> **Directions for this task**:
Locate the word "Failures" in the entries below, then gather every line that holds it.

··· Records to use

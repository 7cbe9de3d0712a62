//! bb8 pool of `diesel-async` PostgreSQL connections.
//!
//! Checkout is async and bounded by the configured timeout. Failures surface
//! as [`PoolError`] and are mapped to the calling port's connection error.

use std::time::Duration;

use diesel_async::AsyncPgConnection;
use diesel_async::pooled_connection::AsyncDieselConnectionManager;
use diesel_async::pooled_connection::bb8::{Pool, PooledConnection};

/// Failures raised while building the pool or checking out a connection.
#[derive(Debug, Clone, PartialEq, Eq, thiserror::Error)]
pub enum PoolError {
    /// No connection became available in time.
    #[error("failed to get connection from pool: {message}")]
    Checkout { message: String },

    /// The pool could not be created.
    #[error("failed to build connection pool: {message}")]
    Build { message: String },
}

impl PoolError {
    pub fn checkout(message: impl Into<String>) -> Self {
        Self::Checkout {
            message: message.into(),
        }
    }

    pub fn build(message: impl Into<String>) -> Self {
        Self::Build {
            message: message.into(),
        }
    }

    /// Message without the variant prefix.
    pub fn into_message(self) -> String {
        match self {
            Self::Checkout { message } | Self::Build { message } => message,
        }
    }
}

/// Pool sizing and checkout limits.
///
/// ```ignore
/// let config = PoolConfig::new("postgres://bookshelf@localhost/bookshelf")
///     .with_max_size(20)
///     .with_connection_timeout(Duration::from_secs(5));
/// ```
#[derive(Debug, Clone)]
pub struct PoolConfig {
    database_url: String,
    max_size: u32,
    min_idle: Option<u32>,
    connection_timeout: Duration,
}

impl PoolConfig {
    /// Ten connections, two kept idle, thirty second checkout timeout.
    pub fn new(database_url: impl Into<String>) -> Self {
        Self {
            database_url: database_url.into(),
            max_size: 10,
            min_idle: Some(2),
            connection_timeout: Duration::from_secs(30),
        }
    }

    /// Cap the pool at `max_size` connections. The idle floor never exceeds
    /// the cap.
    #[must_use]
    pub fn with_max_size(mut self, max_size: u32) -> Self {
        self.max_size = max_size.max(1);
        self.min_idle = self.min_idle.map(|idle| idle.min(self.max_size));
        self
    }

    #[must_use]
    pub fn with_min_idle(mut self, min_idle: Option<u32>) -> Self {
        self.min_idle = min_idle.map(|idle| idle.min(self.max_size));
        self
    }

    #[must_use]
    pub const fn with_connection_timeout(mut self, timeout: Duration) -> Self {
        self.connection_timeout = timeout;
        self
    }

    pub fn database_url(&self) -> &str {
        &self.database_url
    }
}

/// Shared handle to the connection pool. Cloning is cheap.
#[derive(Clone)]
pub struct DbPool {
    inner: Pool<AsyncPgConnection>,
}

impl DbPool {
    /// Build the pool and open the idle connections.
    ///
    /// # Errors
    ///
    /// Returns [`PoolError::Build`] when the URL is invalid or the server
    /// refuses the initial connections.
    pub async fn new(config: PoolConfig) -> Result<Self, PoolError> {
        let manager = AsyncDieselConnectionManager::<AsyncPgConnection>::new(&config.database_url);
        let inner = Pool::builder()
            .max_size(config.max_size)
            .min_idle(config.min_idle)
            .connection_timeout(config.connection_timeout)
            .build(manager)
            .await
            .map_err(|err| PoolError::build(err.to_string()))?;
        Ok(Self { inner })
    }

    /// # Errors
    ///
    /// Returns [`PoolError::Checkout`] when no connection frees up within the
    /// checkout timeout.
    pub async fn get(&self) -> Result<PooledConnection<'_, AsyncPgConnection>, PoolError> {
        self.inner
            .get()
            .await
            .map_err(|err| PoolError::checkout(err.to_string()))
    }
}

#[cfg(test)]
mod tests {
    use super::*;
    use rstest::rstest;

    #[rstest]
    fn defaults_match_documented_limits() {
        let config = PoolConfig::new("postgres://localhost/bookshelf");

        assert_eq!(config.database_url(), "postgres://localhost/bookshelf");
        assert_eq!(config.max_size, 10);
        assert_eq!(config.min_idle, Some(2));
        assert_eq!(config.connection_timeout, Duration::from_secs(30));
    }

    #[rstest]
    #[case(20, Some(2))]
    #[case(1, Some(1))]
    #[case(0, Some(1))]
    fn idle_floor_never_exceeds_cap(#[case] max_size: u32, #[case] idle: Option<u32>) {
        let config = PoolConfig::new("postgres://localhost/bookshelf").with_max_size(max_size);
        assert_eq!(config.min_idle, idle);
        assert!(config.max_size >= 1);
    }

    #[rstest]
    fn errors_keep_their_message() {
        assert!(
            PoolError::checkout("connection refused")
                .to_string()
                .contains("connection refused")
        );
        assert_eq!(PoolError::build("invalid URL").into_message(), "invalid URL");
    }
}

······

> **Response**:
//! Checkout is async and bounded by the configured timeout. Failures surface
/// Failures raised while building the pool or checking out a connection.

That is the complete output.